To do: Type out each entry exactly.

Excerpted records: Begin

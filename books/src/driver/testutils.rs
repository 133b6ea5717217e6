// III-IV
// Copyright 2023 Julio Merino
//
// Licensed under the Apache License, Version 2.0 (the "License"); you may not
// use this file except in compliance with the License.  You may obtain a copy
// of the License at:
//
//     http://www.apache.org/licenses/LICENSE-2.0
//
// Unless required by applicable law or agreed to in writing, software
// distributed under the License is distributed on an "AS IS" BASIS, WITHOUT
// WARRANTIES OR CONDITIONS OF ANY KIND, either express or implied.  See the
// License for the specific language governing permissions and limitations
// under the License.

//! Test utilities for the business layer.

use crate::db::init_schema;
use crate::driver::Driver;
use books_core::db::{sqlite, Db, Executor};
use std::sync::Arc;

pub(crate) struct TestContext {
    db: Arc<dyn Db + Send + Sync>,
    driver: Driver,
}

impl TestContext {
    pub(crate) async fn setup() -> Self {
        let db: Arc<dyn Db + Send + Sync> = Arc::new(sqlite::testutils::setup().await);
        init_schema(&mut db.ex().await.unwrap()).await.unwrap();
        let driver = Driver::new(db.clone());
        Self { db, driver }
    }

    /// Obtains a direct executor against the database.  Must be released before calling into
    /// the driver because the test database only has one connection.
    pub(crate) async fn ex(&self) -> Executor {
        self.db.ex().await.unwrap()
    }

    pub(crate) fn driver(&self) -> Driver {
        self.driver.clone()
    }
}
//! Stake-weighted vote accounting.
//!
//! Voting power is the voter's current stake. A vote pushes the voter's lock
//! expiry to the proposal's debate end, so the backing collateral stays in
//! place until the outcome is known.

use agora_staking::StakeView;
use agora_types::{Address, Amount, Timestamp};
use serde::{Deserialize, Serialize};
use tracing::debug;

use crate::dao::Dao;
use crate::error::GovernanceError;

/// Vote support options.
#[derive(Debug, Clone, Copy, PartialEq, Eq, Hash, Serialize, Deserialize)]
pub enum VoteSupport {
    /// Vote in favor
    For,
    /// Vote against
    Against,
}

impl From<bool> for VoteSupport {
    fn from(support: bool) -> Self {
        if support {
            VoteSupport::For
        } else {
            VoteSupport::Against
        }
    }
}

/// Immutable record of one account's vote on one proposal.
#[derive(Debug, Clone, Copy, PartialEq, Eq, Serialize, Deserialize)]
pub struct VoteReceipt {
    pub amount_committed: Amount,
    pub support: VoteSupport,
    pub cast_at: Timestamp,
}

impl Dao {
    /// Cast `amount` of `account`'s stake for or against proposal `id`.
    ///
    /// `amount` must be non-zero and at most the current stake; a zero-power
    /// vote is refused with `InsufficientVotingPower`. Either the vote is
    /// recorded and the lock extended, or nothing changes.
    pub fn vote<S: StakeView + ?Sized>(
        &mut self,
        stakes: &mut S,
        account: Address,
        id: u64,
        amount: Amount,
        support: impl Into<VoteSupport>,
        now: Timestamp,
    ) -> Result<VoteReceipt, GovernanceError> {
        let support = support.into();
        let governance = self.address();

        let proposal = self.proposals.get_mut(id)?;
        proposal.ensure_votable(now)?;

        if self.receipts.contains_key(&(id, account)) {
            return Err(GovernanceError::DoubleVote);
        }

        let available = stakes.staked_amount(&account);
        if amount == 0 || amount > available {
            return Err(GovernanceError::InsufficientVotingPower {
                requested: amount,
                available,
            });
        }

        proposal.add_votes(support, amount)?;
        let debate_end_time = proposal.debate_end_time;
        let receipt = VoteReceipt {
            amount_committed: amount,
            support,
            cast_at: now,
        };
        self.receipts.insert((id, account), receipt);

        match stakes.extend_lock(governance, account, debate_end_time) {
            Ok(lock_expiry) => {
                debug!(id, voter = %account, amount, ?support, lock_expiry, "Vote cast");
                Ok(receipt)
            }
            Err(e) => {
                self.receipts.remove(&(id, account));
                if let Ok(proposal) = self.proposals.get_mut(id) {
                    proposal.remove_votes(support, amount);
                }
                Err(e.into())
            }
        }
    }

    /// Amount `account` committed to proposal `id`, zero if it did not vote.
    pub fn get_votes(&self, id: u64, account: &Address) -> Amount {
        self.receipts
            .get(&(id, *account))
            .map(|r| r.amount_committed)
            .unwrap_or(0)
    }

    pub fn receipt(&self, id: u64, account: &Address) -> Option<&VoteReceipt> {
        self.receipts.get(&(id, *account))
    }

    pub fn has_voted(&self, id: u64, account: &Address) -> bool {
        self.receipts.contains_key(&(id, *account))
    }
}
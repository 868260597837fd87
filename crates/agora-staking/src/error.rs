use agora_token::TokenError;
use agora_types::{Address, Amount, Timestamp};
use thiserror::Error;

/// Errors that can occur in stake ledger operations.
#[derive(Debug, Error, Clone, PartialEq, Eq)]
pub enum StakingError {
    #[error("Unauthorized: {0}")]
    Unauthorized(Address),

    #[error("No stake for account {0}")]
    NotFound(Address),

    #[error("Stake below minimum: {amount} < {minimum}")]
    BelowMinimum { amount: Amount, minimum: Amount },

    #[error("Claim window not elapsed: available at {available_at}")]
    ClaimWindowNotElapsed { available_at: Timestamp },

    #[error("Unstake window not elapsed: unlocks at {unlocks_at}")]
    UnstakeWindowNotElapsed { unlocks_at: Timestamp },

    #[error("Wrong token: expected {expected}, got {actual}")]
    WrongToken { expected: Address, actual: Address },

    #[error("Arithmetic overflow")]
    Overflow,

    #[error("Invalid call data: {0}")]
    InvalidCallData(String),

    #[error("Token error: {0}")]
    Token(#[from] TokenError),
}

Excerpted records: End

Answer to the exercise:
filename books/src/driver/testutils.rs
repository 133b6ea5717217e6
// III-IV
// Copyright 2023 Julio Merino
//
// Licensed under the Apache License, Version 2.0 (the "License"); you may not
// use this file except in compliance with the License.  You may obtain a copy
// of the License at:
//
//     http://www.apache.org/licenses/LICENSE-2.0
//
// Unless required by applicable law or agreed to in writing, software
// distributed under the License is distributed on an "AS IS" BASIS, WITHOUT
// WARRANTIES OR CONDITIONS OF ANY KIND, either express or implied.  See the
// License for the specific language governing permissions and limitations
// under the License.

//! Test utilities for the business layer.

use crate::db::init_schema;
use crate::driver::Driver;
use books_core::db::{sqlite, Db, Executor};
use std::sync::Arc;

pub(crate) struct TestContext {
    db: Arc<dyn Db + Send + Sync>,
    driver: Driver,
}

impl TestContext {
    pub(crate) async fn setup() -> Self {
        let db: Arc<dyn Db + Send + Sync> = Arc::new(sqlite::testutils::setup().await);
        init_schema(&mut db.ex().await.unwrap()).await.unwrap();
        let driver = Driver::new(db.clone());
        Self { db, driver }
    }

    /// Obtains a direct executor against the database.  Must be released before calling into
    /// the driver because the test database only has one connection.
    pub(crate) async fn ex(&self) -> Executor {
        self.db.ex().await.unwrap()
    }

    pub(crate) fn driver(&self) -> Driver {
        self.driver.clone()
    }
}
//! Stake-weighted vote accounting.
//!
//! Voting power is the voter's current stake. A vote pushes the voter's lock
//! expiry to the proposal's debate end, so the backing collateral stays in
//! place until the outcome is known.

use agora_staking::StakeView;
use agora_types::{Address, Amount, Timestamp};
use serde::{Deserialize, Serialize};
use tracing::debug;

use crate::dao::Dao;
use crate::error::GovernanceError;

/// Vote support options.
#[derive(Debug, Clone, Copy, PartialEq, Eq, Hash, Serialize, Deserialize)]
pub enum VoteSupport {
    /// Vote in favor
    For,
    /// Vote against
    Against,
}

impl From<bool> for VoteSupport {
    fn from(support: bool) -> Self {
        if support {
            VoteSupport::For
        } else {
            VoteSupport::Against
        }
    }
}

/// Immutable record of one account's vote on one proposal.
#[derive(Debug, Clone, Copy, PartialEq, Eq, Serialize, Deserialize)]
pub struct VoteReceipt {
    pub amount_committed: Amount,
    pub support: VoteSupport,
    pub cast_at: Timestamp,
}

impl Dao {
    /// Cast `amount` of `account`'s stake for or against proposal `id`.
    ///
    /// `amount` must be non-zero and at most the current stake; a zero-power
    /// vote is refused with `InsufficientVotingPower`. Either the vote is
    /// recorded and the lock extended, or nothing changes.
    pub fn vote<S: StakeView + ?Sized>(
        &mut self,
        stakes: &mut S,
        account: Address,
        id: u64,
        amount: Amount,
        support: impl Into<VoteSupport>,
        now: Timestamp,
    ) -> Result<VoteReceipt, GovernanceError> {
        let support = support.into();
        let governance = self.address();

        let proposal = self.proposals.get_mut(id)?;
        proposal.ensure_votable(now)?;

        if self.receipts.contains_key(&(id, account)) {
            return Err(GovernanceError::DoubleVote);
        }

        let available = stakes.staked_amount(&account);
        if amount == 0 || amount > available {
            return Err(GovernanceError::InsufficientVotingPower {
                requested: amount,
                available,
            });
        }

        proposal.add_votes(support, amount)?;
        let debate_end_time = proposal.debate_end_time;
        let receipt = VoteReceipt {
            amount_committed: amount,
            support,
            cast_at: now,
        };
        self.receipts.insert((id, account), receipt);

        match stakes.extend_lock(governance, account, debate_end_time) {
            Ok(lock_expiry) => {
                debug!(id, voter = %account, amount, ?support, lock_expiry, "Vote cast");
                Ok(receipt)
            }
            Err(e) => {
                self.receipts.remove(&(id, account));
                if let Ok(proposal) = self.proposals.get_mut(id) {
                    proposal.remove_votes(support, amount);
                }
                Err(e.into())
            }
        }
    }

    /// Amount `account` committed to proposal `id`, zero if it did not vote.
    pub fn get_votes(&self, id: u64, account: &Address) -> Amount {
        self.receipts
            .get(&(id, *account))
            .map(|r| r.amount_committed)
            .unwrap_or(0)
    }

    pub fn receipt(&self, id: u64, account: &Address) -> Option<&VoteReceipt> {
        self.receipts.get(&(id, *account))
    }

    pub fn has_voted(&self, id: u64, account: &Address) -> bool {
        self.receipts.contains_key(&(id, *account))
    }
}
repository 868260597837fd87
filename crates/agora-staking/src/error.rs
use agora_token::TokenError;
use agora_types::{Address, Amount, Timestamp};
use thiserror::Error;

/// Errors that can occur in stake ledger operations.
#[derive(Debug, Error, Clone, PartialEq, Eq)]
pub enum StakingError {
    #[error("Unauthorized: {0}")]
    Unauthorized(Address),

    #[error("No stake for account {0}")]
    NotFound(Address),

    #[error("Stake below minimum: {amount} < {minimum}")]
    BelowMinimum { amount: Amount, minimum: Amount },

    #[error("Claim window not elapsed: available at {available_at}")]
    ClaimWindowNotElapsed { available_at: Timestamp },

    #[error("Unstake window not elapsed: unlocks at {unlocks_at}")]
    UnstakeWindowNotElapsed { unlocks_at: Timestamp },

    #[error("Wrong token: expected {expected}, got {actual}")]
    WrongToken { expected: Address, actual: Address },

    #[error("Arithmetic overflow")]
    Overflow,

    #[error("Invalid call data: {0}")]
    InvalidCallData(String),

    #[error("Token error: {0}")]
    Token(#[from] TokenError),
}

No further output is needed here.